There are different approaches for this, probably the most recongnized one is to create a new process and call DebugActiveProcess(pid) on the parent process. If the process is already being debugged, associated syscall ZwDebugActiveProcess() will fail, making it clear something is wrong :)

6) Rogue instructions

  • INT3 - classic example (0xCC, 0xCD+0x03).

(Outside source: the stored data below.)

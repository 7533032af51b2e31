//! In-process transport for unit tests.

use crate::rpc::{CallError, CallRequest, CallValue, ReplicaAddr, ReplicaTransport, Reply};
use std::collections::{HashMap, HashSet};
use std::sync::atomic::{AtomicBool, AtomicUsize, Ordering};
use std::sync::Mutex;
use std::time::Duration;

/// Each address acts as one replica with its own counter. The reply's
/// `server_name` is the address itself.
#[derive(Default)]
pub(crate) struct MockTransport {
    counters: Mutex<HashMap<ReplicaAddr, i64>>,
    hits: Mutex<HashMap<ReplicaAddr, usize>>,
    unreachable: HashSet<ReplicaAddr>,
    failing: HashSet<ReplicaAddr>,
    delay: Option<Duration>,
    calls: AtomicUsize,
    in_flight: AtomicUsize,
    max_in_flight: AtomicUsize,
    closed: AtomicBool,
}

struct InFlight<'a>(&'a AtomicUsize);

impl Drop for InFlight<'_> {
    fn drop(&mut self) {
        self.0.fetch_sub(1, Ordering::SeqCst);
    }
}

impl MockTransport {
    pub(crate) fn new() -> Self {
        Self::default()
    }

    pub(crate) fn with_delay(mut self, delay: Duration) -> Self {
        self.delay = Some(delay);
        self
    }

    /// Calls to `addr` fail as if the replica were down.
    pub(crate) fn with_unreachable(mut self, addr: &str) -> Self {
        self.unreachable.insert(ReplicaAddr::new(addr));
        self
    }

    /// Calls to `addr` reach it but come back with an error status.
    pub(crate) fn with_failing(mut self, addr: &str) -> Self {
        self.failing.insert(ReplicaAddr::new(addr));
        self
    }

    pub(crate) fn calls(&self) -> usize {
        self.calls.load(Ordering::SeqCst)
    }

    pub(crate) fn max_in_flight(&self) -> usize {
        self.max_in_flight.load(Ordering::SeqCst)
    }

    pub(crate) fn count_for(&self, addr: &ReplicaAddr) -> usize {
        self.hits.lock().unwrap().get(addr).copied().unwrap_or(0)
    }

    pub(crate) fn is_closed(&self) -> bool {
        self.closed.load(Ordering::SeqCst)
    }
}

fn fib_string(n: u32) -> String {
    fibo_common::fibonacci(n).to_string()
}

#[async_trait::async_trait]
impl ReplicaTransport for MockTransport {
    async fn call(&self, target: &ReplicaAddr, request: &CallRequest) -> Result<Reply, CallError> {
        self.calls.fetch_add(1, Ordering::SeqCst);
        *self.hits.lock().unwrap().entry(target.clone()).or_default() += 1;

        let now = self.in_flight.fetch_add(1, Ordering::SeqCst) + 1;
        let _guard = InFlight(&self.in_flight);
        self.max_in_flight.fetch_max(now, Ordering::SeqCst);

        if let Some(delay) = self.delay {
            tokio::time::sleep(delay).await;
        }
        if self.unreachable.contains(target) {
            return Err(CallError::Unreachable {
                addr: target.clone(),
                reason: "connection refused".into(),
            });
        }
        if self.failing.contains(target) {
            return Err(CallError::Remote {
                addr: target.clone(),
                code: "Internal".into(),
                message: "replica failed".into(),
            });
        }

        let value = match request {
            CallRequest::Increment { .. } => {
                let mut counters = self.counters.lock().unwrap();
                let c = counters.entry(target.clone()).or_insert(0);
                *c += 1;
                CallValue::Count(*c)
            }
            CallRequest::Fibonacci { n } => CallValue::Fibonacci(fib_string(*n)),
        };
        Ok(Reply {
            server_name: target.to_string(),
            value,
        })
    }

    async fn close(&self) {
        self.closed.store(true, Ordering::SeqCst);
    }
}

Checks may include comparison to xor’ed value, e.g. to 0x99 (0xCC ^ 0x55)
  • Single-step - old trick to insert 0xF1 opcode to exploit SoftICE debugging process by generating SINGLE_STEP exception.
  • INT 2Dh - powerful interrupt technique which results in raising breakpoint exception if the process is not debugged and in normal execution if debugger is present.
  • Stack Segment register - already described in “Trap flag” section - due to incorrect execution of SS registers, it is possible to trick the debugger setting the flag and check its value immediately.

7) Bonus:

The best protection against debugging so far seems to be own virtual machine. Effectively, part of object code is converted to self bytecode format, which is run on a self-written VM. The only way to properly debug such code will be emulator/disassembler for custom VM instruction format.